----- TASK INPUTS
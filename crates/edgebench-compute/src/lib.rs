//! OpenCL device dispatch pipeline for the edgebench edge-filter benchmark.
//!
//! Runs one edge-detection kernel on every OpenCL device the runtime reports
//! and times it against the host reference filter.
//!
//! # Architecture
//!
//! ```text
//! Orchestrator<B: ComputeBackend>
//!     ├── reference filter (edgebench-core, once)
//!     └── per device: ComputeDevice -> DeviceSession
//!             ├── transfer  (upload_input / allocate_output / download)
//!             ├── sizing    (local + global work sizes)
//!             ├── program   (load_and_build)
//!             └── dispatch  (run_once: enqueue, wait, profile, read back)
//! ```
//!
//! The OpenCL implementation of the backend traits lives behind the `opencl`
//! feature (on by default). Everything else is backend-agnostic.
//!
//! # Example
//!
//! ```ignore
//! use edgebench_compute::{Orchestrator, OpenClBackend, RunConfig};
//!
//! let orchestrator = Orchestrator::new(OpenClBackend::new(), RunConfig::from_env()?);
//! let report = orchestrator.run("photo.png".as_ref())?;
//! println!("{} devices succeeded", report.summary().succeeded);
//! ```

pub mod backend;
pub mod config;
pub mod dispatch;
pub mod orchestrator;
pub mod program;
pub mod registry;
pub mod report;
pub mod sampler;
pub mod sizing;
pub mod transfer;

pub use backend::{ComputeBackend, ComputeDevice, DeviceSession, ImageHandle};
#[cfg(feature = "opencl")]
pub use backend::{OpenClBackend, OpenClDevice, OpenClImage, OpenClProgram, OpenClSession};
pub use config::RunConfig;
pub use dispatch::{run_once, ProfilingResult};
pub use orchestrator::{device_output_path, output_file_name, Orchestrator, Progress};
pub use program::{load_and_build, KernelSource};
pub use registry::{supports_images, DeviceInfo, DeviceKind, DeviceLimits, HostInfo, PlatformInfo};
pub use report::{DeviceOutcome, DeviceReport, ReferenceReport, RunReport, Stage, Summary};
pub use sampler::{AddressingMode, FilterMode, SamplerConfig};
pub use sizing::{compute_local_size, round_up, work_sizes, WorkSizes};

use std::path::PathBuf;

use edgebench_core::CoreError;
use thiserror::Error;

/// Device pipeline errors.
#[derive(Error, Debug)]
pub enum ComputeError {
    #[error("device does not support images: {0}")]
    Capability(String),

    #[error("failed to create execution context: {0}")]
    Context(String),

    #[error("device memory error: {0}")]
    DeviceMemory(String),

    #[error("kernel program failed to build:\n{log}")]
    Compile { log: String },

    #[error("dispatch failed: {0}")]
    Dispatch(String),

    #[error("failed to read kernel source {path}: {source}")]
    KernelSource {
        path: PathBuf,
        #[source]
        source: std::io::Error,
    },

    #[error("Buffer size mismatch: expected {expected}, got {actual}")]
    BufferSizeMismatch { expected: usize, actual: usize },

    #[error("Invalid dimensions: {0}x{1}")]
    InvalidDimensions(u32, u32),

    #[error("invalid configuration: {0}")]
    Config(String),

    #[error(transparent)]
    Core(#[from] CoreError),
}

pub type ComputeResult<T> = Result<T, ComputeError>;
----------
Please quote exactly the lines from the one containing "#[derive(Error, Debug)]" through the last line of the records above, both included, and nothing else.

## [REPLY]
#[derive(Error, Debug)]
pub enum ComputeError {
    #[error("device does not support images: {0}")]
    Capability(String),

    #[error("failed to create execution context: {0}")]
    Context(String),

    #[error("device memory error: {0}")]
    DeviceMemory(String),

    #[error("kernel program failed to build:\n{log}")]
    Compile { log: String },

    #[error("dispatch failed: {0}")]
    Dispatch(String),

    #[error("failed to read kernel source {path}: {source}")]
    KernelSource {
        path: PathBuf,
        #[source]
        source: std::io::Error,
    },

    #[error("Buffer size mismatch: expected {expected}, got {actual}")]
    BufferSizeMismatch { expected: usize, actual: usize },

    #[error("Invalid dimensions: {0}x{1}")]
    InvalidDimensions(u32, u32),

    #[error("invalid configuration: {0}")]
    Config(String),

    #[error(transparent)]
    Core(#[from] CoreError),
}

pub type ComputeResult<T> = Result<T, ComputeError>;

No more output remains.